WORK INSTRUCTION
Which lines below contain "status"? Copy every one of them.

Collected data

□ □ □ □ □ □ □

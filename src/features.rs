use std::fmt;

/// Parsed window feature string (`toolbar=yes,width=400,noopener`).
///
/// Pairs keep their original order; a bare token is treated as enabled.
/// Later duplicates win on lookup.
#[derive(Debug, Clone, Default, PartialEq, Eq)]
pub struct FeatureSet {
    pairs: Vec<(String, String)>,
}

impl FeatureSet {
    pub fn new() -> Self {
        Self::default()
    }

    /// Parse the comma-separated browser feature syntax. Whitespace around
    /// separators is tolerated; empty segments are skipped.
    pub fn parse(raw: &str) -> Self {
        let mut pairs = Vec::new();
        for segment in raw.split(',') {
            let segment = segment.trim();
            if segment.is_empty() {
                continue;
            }
            match segment.split_once('=') {
                Some((name, value)) => {
                    pairs.push((name.trim().to_string(), value.trim().to_string()));
                }
                None => pairs.push((segment.to_string(), String::new())),
            }
        }
        Self { pairs }
    }

    pub fn is_empty(&self) -> bool {
        self.pairs.is_empty()
    }

    /// Last value set for `name`, if any.
    pub fn get(&self, name: &str) -> Option<&str> {
        self.pairs
            .iter()
            .rev()
            .find(|(n, _)| n == name)
            .map(|(_, v)| v.as_str())
    }

    /// Whether `name` is present and turned on (bare token, `yes`, `1`, `true`).
    pub fn enabled(&self, name: &str) -> bool {
        match self.get(name) {
            Some(value) => value.is_empty() || matches!(value, "yes" | "1" | "true"),
            None => false,
        }
    }

    /// Numeric value for `name` (e.g. `width`, `left`).
    pub fn number(&self, name: &str) -> Option<i64> {
        self.get(name).and_then(|v| v.parse().ok())
    }
}

impl fmt::Display for FeatureSet {
    fn fmt(&self, f: &mut fmt::Formatter<'_>) -> fmt::Result {
        for (i, (name, value)) in self.pairs.iter().enumerate() {
            if i > 0 {
                f.write_str(",")?;
            }
            if value.is_empty() {
                write!(f, "{name}")?;
            } else {
                write!(f, "{name}={value}")?;
            }
        }
        Ok(())
    }
}

#[cfg(test)]
mod tests {
    use super::*;

    #[test]
    fn parses_name_value_pairs() {
        let features = FeatureSet::parse("toolbar=yes,menubar=no,width=400");
        assert_eq!(features.get("toolbar"), Some("yes"));
        assert_eq!(features.get("menubar"), Some("no"));
        assert_eq!(features.number("width"), Some(400));
    }

    #[test]
    fn bare_token_counts_as_enabled() {
        let features = FeatureSet::parse("noopener");
        assert!(features.enabled("noopener"));
        assert!(!features.enabled("noreferrer"));
    }

    #[test]
    fn enabled_accepts_yes_one_and_true() {
        let features = FeatureSet::parse("toolbar=yes,status=1,resizable=true,menubar=no");
        assert!(features.enabled("toolbar"));
        assert!(features.enabled("status"));
        assert!(features.enabled("resizable"));
        assert!(!features.enabled("menubar"));
    }

    #[test]
    fn tolerates_whitespace_and_empty_segments() {
        let features = FeatureSet::parse(" width = 500 , , height=400 ");
        assert_eq!(features.number("width"), Some(500));
        assert_eq!(features.number("height"), Some(400));
    }

    #[test]
    fn later_duplicates_win() {
        let features = FeatureSet::parse("width=300,width=800");
        assert_eq!(features.number("width"), Some(800));
    }

    #[test]
    fn empty_string_parses_to_empty_set() {
        let features = FeatureSet::parse("");
        assert!(features.is_empty());
    }

    #[test]
    fn renders_back_to_canonical_comma_form() {
        let raw = "width=400,height=300,noopener";
        let features = FeatureSet::parse(raw);
        assert_eq!(features.to_string(), raw);
    }

    #[test]
    fn comprehensive_feature_string_round_trips() {
        let raw = "width=800,height=600,left=100,top=100,toolbar=yes,menubar=yes,\
                   location=yes,status=yes,scrollbars=yes,resizable=yes";
        let features = FeatureSet::parse(&raw.replace(' ', ""));
        assert_eq!(features.number("left"), Some(100));
        assert!(features.enabled("scrollbars"));
    }
}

□ □ □ □ □ □ □

ANSWER TO THE EXERCISE
        let features = FeatureSet::parse("toolbar=yes,status=1,resizable=true,menubar=no");
        assert!(features.enabled("status"));
                   location=yes,status=yes,scrollbars=yes,resizable=yes";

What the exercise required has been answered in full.